Since the invention of numbers, mathematics has been an important tool for us to understand and describe nature, from the pattern of stars to the spiral of shells, mathematics has helped us better understand the complexity and beauty of nature. And there is a very mysterious mathematical concept in nature that has attracted countless scientists and artists for centuries, and that is the golden ratio. This mysterious and elusive ratio seems to have become intertwined in the various structures of nature, appearing in everything from the proportions of the human body to the arrangement of leaves on the stem.
So what is the golden ratio? The golden ratio is a mathematical concept often referred to as "phi" or "golden section". It is an irrational number, approximately equal to 1.61803398875, which is the ratio of two quantities proportional to each other. Specifically, if we have two quantities A and B, and the ratio of A to B is the sum of the proportions of A and B to A, then the ratio of A and B is equal to phi. To understand it simply, you have a line and divide it into two parts of unequal length, the long part is a + b and the short part is a. The golden ratio is a fascinating concept because it appears in many different aspects of mathematics and nature, from the shape of galaxies and the curves of ocean waves, to the growth patterns of plants and the proportions of the human body.
Perhaps the most famous example of the application of the golden ratio in our human art and architecture is the Parthenon in Athens, Greece. This ancient temple was built in the 5th century BC and its architects incorporated the golden ratio into its design. The size of the temple's foundations and the height of the columns are based on the golden ratio, giving the Parthenon a harmonious beauty that has attracted countless sightseeing for centuries.
The golden ratio also appears in many works of art, both ancient and modern, with Renaissance painters such as Leonardo da Vinci and Michelangelo very good at using the golden ratio to create pleasing compositions, and modern artists such as Salvador Dalí and Jackson Pollock often incorporating the golden ratio into their works. In fact, many art historians believe that the golden ratio is one of the main reasons why certain works of art are considered "great" because they naturally feel balanced and harmonious.
Our music is also another area where the golden ratio seems to be working, and many believe that the golden ratio is the key to creating music with aesthetics, some composers often use the golden ratio to determine the length of individual notes or the spacing between chords, good composers are good at using this ratio to create more appealing rhythmic melodic patterns, the most famous example of the golden ratio in music is the work of Johann Sebastian Bach. Bach is known for his use of complex mathematical patterns in his works, the golden ratio appears in many of his works, and in his famous Goldberg Variations, the overall structure of the work is based on the Fibonacci sequence, a related mathematical concept that also often appears in nature.

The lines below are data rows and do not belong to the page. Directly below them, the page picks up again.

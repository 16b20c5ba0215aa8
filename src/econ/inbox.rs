//! Per-user notification queue. Sends append; a drain hands back the whole
//! queue and clears it in the same cache commit, so a message is delivered
//! exactly once.

use tracing::instrument;

use crate::model::UserId;
use crate::sync::{PathOp, SyncHandle};

#[derive(Clone)]
pub struct NotificationInbox {
    sync: SyncHandle,
}

impl NotificationInbox {
    pub fn new(sync: SyncHandle) -> Self {
        Self { sync }
    }

    /// Append a message to the user's queue. Read-modify-write over the full
    /// inbox list; concurrent remote senders resolve last-writer-wins like
    /// every other path write.
    #[instrument(skip(self, message), fields(user = %id))]
    pub fn send(&self, id: &UserId, message: impl Into<String>) {
        let message = message.into();
        self.sync.write_through(|tree, ops| {
            if tree.ensure_profile(id) {
                ops.push(PathOp::set(format!("users/{id}"), tree.profile_mut(id)));
            }

            let profile = tree.profile_mut(id);
            profile.inbox.push(message);
            ops.push(PathOp::set(format!("users/{id}/inbox"), &profile.inbox));
        })
    }

    /// Take everything queued for the user, leaving the queue empty. The
    /// read and the clear happen in one commit: no partial drain is ever
    /// observable, and drained messages are never returned again.
    #[instrument(skip(self), fields(user = %id))]
    pub fn drain_all(&self, id: &UserId) -> Vec<String> {
        self.sync.write_through(|tree, ops| {
            let Some(profile) = tree.users.get_mut(id) else {
                return Vec::new();
            };
            if profile.inbox.is_empty() {
                return Vec::new();
            }

            let drained = std::mem::take(&mut profile.inbox);
            ops.push(PathOp::set(format!("users/{id}/inbox"), &profile.inbox));
            drained
        })
    }
}
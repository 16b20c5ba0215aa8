use std::sync::Arc;

use axum::Json;
use axum::extract::{Path, Query, State};
use chrono::Utc;
use serde::{Deserialize, Serialize};
use tracing::instrument;

use crate::api::server::{AppState, JsonResult, RouteError};
use crate::catalog::{self, Catalog, StoreItem};
use crate::econ::ledger::{GroupTotal, LeaderboardEntry};
use crate::econ::profiles::{EquipAction, ProfilePatch};
use crate::econ::purchase::PurchaseReceipt;
use crate::econ::rank::{self, RankTier};
use crate::econ::report::ReportReceipt;
use crate::model::{GroupId, ItemId, Message, UserId, UserProfile};

#[derive(Debug, Serialize)]
pub struct RankView {
    pub tier: RankTier,
    pub label: &'static str,
    pub ordinal: u8,
}

impl From<RankTier> for RankView {
    fn from(tier: RankTier) -> Self {
        Self {
            tier,
            label: tier.label(),
            ordinal: tier.ordinal(),
        }
    }
}

#[derive(Debug, Serialize)]
pub struct ProfileView {
    pub profile: UserProfile,
    pub score: f64,
    pub rank: RankView,
    pub group_total: f64,
}

fn profile_view(state: &AppState, id: &UserId, profile: UserProfile) -> ProfileView {
    let score = state.ledger.score(id);
    let group_total = id
        .group()
        .map(|group| state.ledger.group_total(&group))
        .unwrap_or(0.0);
    ProfileView {
        profile,
        score,
        rank: rank::resolve(score).into(),
        group_total,
    }
}

#[instrument(skip(state))]
pub async fn get_profile(
    State(state): State<Arc<AppState>>,
    Path(id): Path<String>,
) -> JsonResult<ProfileView> {
    let id = UserId::from(id);
    let profile = state.profiles.get_or_create(&id);
    Ok(Json(profile_view(&state, &id, profile)))
}

#[instrument(skip(state, patch))]
pub async fn update_profile(
    State(state): State<Arc<AppState>>,
    Path(id): Path<String>,
    Json(patch): Json<ProfilePatch>,
) -> JsonResult<ProfileView> {
    let id = UserId::from(id);
    let profile = state.profiles.update(&id, &patch);
    Ok(Json(profile_view(&state, &id, profile)))
}

#[derive(Debug, Deserialize)]
pub struct ReportRequest {
    pub count: u8,
}

#[instrument(skip(state))]
pub async fn submit_report(
    State(state): State<Arc<AppState>>,
    Path(id): Path<String>,
    Json(req): Json<ReportRequest>,
) -> JsonResult<ReportReceipt> {
    let id = UserId::from(id);
    let receipt = state
        .reports
        .submit(&id, Utc::now().date_naive(), req.count)?;
    Ok(Json(receipt))
}

#[derive(Debug, Deserialize)]
pub struct ItemRequest {
    pub item_id: ItemId,
}

#[instrument(skip(state))]
pub async fn purchase_item(
    State(state): State<Arc<AppState>>,
    Path(id): Path<String>,
    Json(req): Json<ItemRequest>,
) -> JsonResult<PurchaseReceipt> {
    let receipt = state.purchase.purchase(&UserId::from(id), &req.item_id)?;
    Ok(Json(receipt))
}

#[derive(Debug, Serialize)]
pub struct EquipResponse {
    pub action: EquipAction,
}

#[instrument(skip(state))]
pub async fn equip_item(
    State(state): State<Arc<AppState>>,
    Path(id): Path<String>,
    Json(req): Json<ItemRequest>,
) -> JsonResult<EquipResponse> {
    let action = state.profiles.equip(&UserId::from(id), &req.item_id)?;
    Ok(Json(EquipResponse { action }))
}

#[instrument(skip(state))]
pub async fn drain_inbox(
    State(state): State<Arc<AppState>>,
    Path(id): Path<String>,
) -> JsonResult<Vec<String>> {
    Ok(Json(state.inbox.drain_all(&UserId::from(id))))
}

#[derive(Debug, Deserialize)]
pub struct NotifyRequest {
    pub message: String,
}

#[instrument(skip(state, req))]
pub async fn send_notification(
    State(state): State<Arc<AppState>>,
    Path(id): Path<String>,
    Json(req): Json<NotifyRequest>,
) -> JsonResult<()> {
    state.inbox.send(&UserId::from(id), req.message);
    Ok(Json(()))
}

#[derive(Debug, Deserialize)]
pub struct AdjustRequest {
    pub amount: f64,
    #[serde(default)]
    pub note: Option<String>,
}

#[derive(Debug, Serialize)]
pub struct AdjustResponse {
    pub new_balance: f64,
}

/// Admin score adjustment: credit or debit, with an optional inbox note so
/// the user learns why their balance moved.
#[instrument(skip(state, req))]
pub async fn adjust_score(
    State(state): State<Arc<AppState>>,
    Path(id): Path<String>,
    Json(req): Json<AdjustRequest>,
) -> JsonResult<AdjustResponse> {
    let id = UserId::from(id);
    let new_balance = state.ledger.add_score(&id, req.amount);
    if let Some(note) = req.note {
        state.inbox.send(&id, note);
    }
    Ok(Json(AdjustResponse { new_balance }))
}

#[derive(Debug, Serialize)]
pub struct PenaltyResponse {
    pub punished: bool,
    pub new_balance: f64,
}

#[instrument(skip(state))]
pub async fn penalty_check(
    State(state): State<Arc<AppState>>,
    Path(id): Path<String>,
) -> JsonResult<PenaltyResponse> {
    let id = UserId::from(id);
    let outcome = state.penalty.check(&id, Utc::now().date_naive());
    Ok(Json(PenaltyResponse {
        punished: outcome.punished(),
        new_balance: state.ledger.score(&id),
    }))
}

#[derive(Debug, Deserialize)]
pub struct MessageWindow {
    #[serde(default = "default_window")]
    pub limit: usize,
}

fn default_window() -> usize {
    50
}

#[instrument(skip(state))]
pub async fn recent_messages(
    Query(window): Query<MessageWindow>,
    State(state): State<Arc<AppState>>,
) -> JsonResult<Vec<Message>> {
    Ok(Json(state.board.recent(window.limit)))
}

#[derive(Debug, Deserialize)]
pub struct PostMessageRequest {
    pub author: UserId,
    pub text: String,
}

#[instrument(skip(state, req))]
pub async fn post_message(
    State(state): State<Arc<AppState>>,
    Json(req): Json<PostMessageRequest>,
) -> JsonResult<Message> {
    Ok(Json(state.board.post(req.author, req.text)))
}

#[instrument(skip(state))]
pub async fn group_totals(State(state): State<Arc<AppState>>) -> JsonResult<Vec<GroupTotal>> {
    Ok(Json(state.ledger.group_totals()))
}

#[instrument(skip(state))]
pub async fn group_leaderboard(
    State(state): State<Arc<AppState>>,
    Path(group): Path<String>,
) -> JsonResult<Vec<LeaderboardEntry>> {
    Ok(Json(state.ledger.group_leaderboard(&GroupId::from(group))))
}

#[instrument]
pub async fn store_catalog() -> JsonResult<Vec<StoreItem>> {
    Ok(Json(Catalog::global().items().to_vec()))
}

#[derive(Debug, Serialize)]
pub struct ShiftView {
    pub shift: String,
    pub minutes_until: Option<i64>,
}

#[instrument]
pub async fn shift_lookup(
    Path((group, handle)): Path<(String, String)>,
) -> JsonResult<ShiftView> {
    let group = GroupId::from(group);
    let shift = catalog::shifts::shift_for(&group, &handle)
        .ok_or_else(|| RouteError::NoShift(format!("{group}::{handle}")))?;

    Ok(Json(ShiftView {
        shift: shift.to_string(),
        minutes_until: catalog::shifts::minutes_until(shift, Utc::now().time()),
    }))
}
//! Per-user profile state: lazy materialization, shallow-merge updates,
//! report history upserts, and the cosmetic equip toggle.

use chrono::NaiveDate;
use serde::{Deserialize, Serialize};
use thiserror::Error;
use tracing::instrument;

use crate::catalog::Catalog;
use crate::model::{DailyReport, ItemId, UserId, UserProfile};
use crate::sync::{PathOp, SyncHandle};

pub type ProfileResult<T> = core::result::Result<T, ProfileError>;

#[derive(Debug, Error, PartialEq)]
pub enum ProfileError {
    #[error("item '{0}' is not in the catalog")]
    UnknownItem(ItemId),

    /// Historically this was a silent no-op; it is an error now so corrupt
    /// equip state cannot be written quietly.
    #[error("item '{0}' is not in the user's inventory")]
    ItemNotOwned(ItemId),
}

/// Shallow patch for [`ProfileStore::update`]: absent fields stay untouched.
#[derive(Debug, Clone, Default, Serialize, Deserialize)]
pub struct ProfilePatch {
    #[serde(skip_serializing_if = "Option::is_none")]
    pub nickname: Option<String>,
    #[serde(skip_serializing_if = "Option::is_none")]
    pub avatar_id: Option<String>,
    #[serde(skip_serializing_if = "Option::is_none")]
    pub custom_avatar_url: Option<String>,
    #[serde(skip_serializing_if = "Option::is_none")]
    pub last_report_date: Option<NaiveDate>,
}

#[derive(Debug, Clone, Copy, PartialEq, Eq, Serialize)]
#[serde(rename_all = "lowercase")]
pub enum EquipAction {
    Equipped,
    Unequipped,
}

#[derive(Clone)]
pub struct ProfileStore {
    sync: SyncHandle,
    catalog: &'static Catalog,
}

impl ProfileStore {
    pub fn new(sync: SyncHandle) -> Self {
        Self {
            sync,
            catalog: Catalog::global(),
        }
    }

    /// Existing profile, or a default one materialized and propagated on
    /// first sight. Calling this repeatedly for the same id never creates a
    /// second record and never bumps the cache version once the record
    /// exists.
    #[instrument(skip(self), fields(user = %id))]
    pub fn get_or_create(&self, id: &UserId) -> UserProfile {
        if let Some(existing) = self.sync.read(|tree| tree.profile(id).cloned()) {
            return existing;
        }

        self.sync.write_through(|tree, ops| {
            if tree.ensure_profile(id) {
                ops.push(PathOp::set(format!("users/{id}"), tree.profile_mut(id)));
            }
            tree.profile_mut(id).clone()
        })
    }

    /// Shallow-merges the patch into the profile, materializing it first if
    /// needed. Fields absent from the patch are untouched.
    #[instrument(skip(self, patch), fields(user = %id))]
    pub fn update(&self, id: &UserId, patch: &ProfilePatch) -> UserProfile {
        self.sync.write_through(|tree, ops| {
            if tree.ensure_profile(id) {
                ops.push(PathOp::set(format!("users/{id}"), tree.profile_mut(id)));
            }

            let profile = tree.profile_mut(id);
            if let Some(nickname) = &patch.nickname {
                profile.nickname = nickname.clone();
            }
            if let Some(avatar_id) = &patch.avatar_id {
                profile.avatar_id = avatar_id.clone();
            }
            if let Some(url) = &patch.custom_avatar_url {
                profile.custom_avatar_url = Some(url.clone());
            }
            if let Some(date) = patch.last_report_date {
                profile.last_report_date = Some(date);
            }

            ops.push(PathOp::merge(format!("users/{id}"), patch));
            profile.clone()
        })
    }

    /// Upserts the report at `date`; a later write for the same date
    /// replaces the earlier entry.
    #[instrument(skip(self), fields(user = %id, %date))]
    pub fn record_daily_report(&self, id: &UserId, date: NaiveDate, count: u8, bonus: f64) {
        self.sync.write_through(|tree, ops| {
            if tree.ensure_profile(id) {
                ops.push(PathOp::set(format!("users/{id}"), tree.profile_mut(id)));
            }

            let report = DailyReport { count, bonus };
            tree.profile_mut(id).history.insert(date, report.clone());
            ops.push(PathOp::set(format!("users/{id}/history/{date}"), &report));
        })
    }

    /// Toggle the item in its slot: equipping the equipped item removes it,
    /// equipping a different owned item replaces the previous one. Items the
    /// user does not own are rejected, never silently ignored.
    #[instrument(skip(self), fields(user = %id, item = %item_id))]
    pub fn equip(&self, id: &UserId, item_id: &ItemId) -> ProfileResult<EquipAction> {
        let item = self
            .catalog
            .get(item_id)
            .ok_or_else(|| ProfileError::UnknownItem(item_id.clone()))?;

        self.sync.write_through(|tree, ops| {
            let Some(profile) = tree.users.get_mut(id) else {
                return Err(ProfileError::ItemNotOwned(item_id.clone()));
            };
            if !profile.owns(item_id) {
                return Err(ProfileError::ItemNotOwned(item_id.clone()));
            }

            let action = if profile.equipped.slot(item.kind) == Some(item_id) {
                profile.equipped.set_slot(item.kind, None);
                EquipAction::Unequipped
            } else {
                profile.equipped.set_slot(item.kind, Some(item_id.clone()));
                EquipAction::Equipped
            };

            ops.push(PathOp::set(
                format!("users/{id}/equipped"),
                &profile.equipped,
            ));
            Ok(action)
        })
    }
}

Although the golden ratio is universally applied in our art and music, it first appeared in nature, and the most famous example of the golden ratio in nature is the spiral pattern found in shells, such as the nautilus shell. The curve of the shell follows the law of the logarithmic helix, a spiral based on the golden ratio, and as the nautilus grows, new chambers are added to its shell, each of which is one phi coefficient larger than the previous one.
In the branching pattern of various plants, especially trees, the stems of many plants follow a pattern known as the "plant axis", in which the leaves are arranged in a spiral around the stem, and the angle between successive leaves is often a multiple of the golden horn, which is about 137.5 degrees, this arrangement of plants allows the leaves to receive maximum sunlight exposure to minimize competition for resources.
In addition to shells and plants, the golden ratio appears in many other things in nature. For example, the proportions of the human body are also based on the golden ratio, the length of the arm is about 1.618 times the length of the forearm, and the spiral pattern found in galaxies, hurricanes, and even the cochlea of the human is also based on the golden ratio.
Although the golden ratio is common in nature, it remains a mystery to us, and for centuries our scientists and mathematicians have wanted to unravel the mysteries about it, but they still can't fully understand why it appears in so many different areas of nature. Some scientists believe that the golden ratio is simply the result of natural selection, and that organisms that exhibit this ratio may have a survival advantage over those that do not, while others suggest that this ratio may have a deeper meaning, and may reflect some of the underlying mathematical structure of the universe.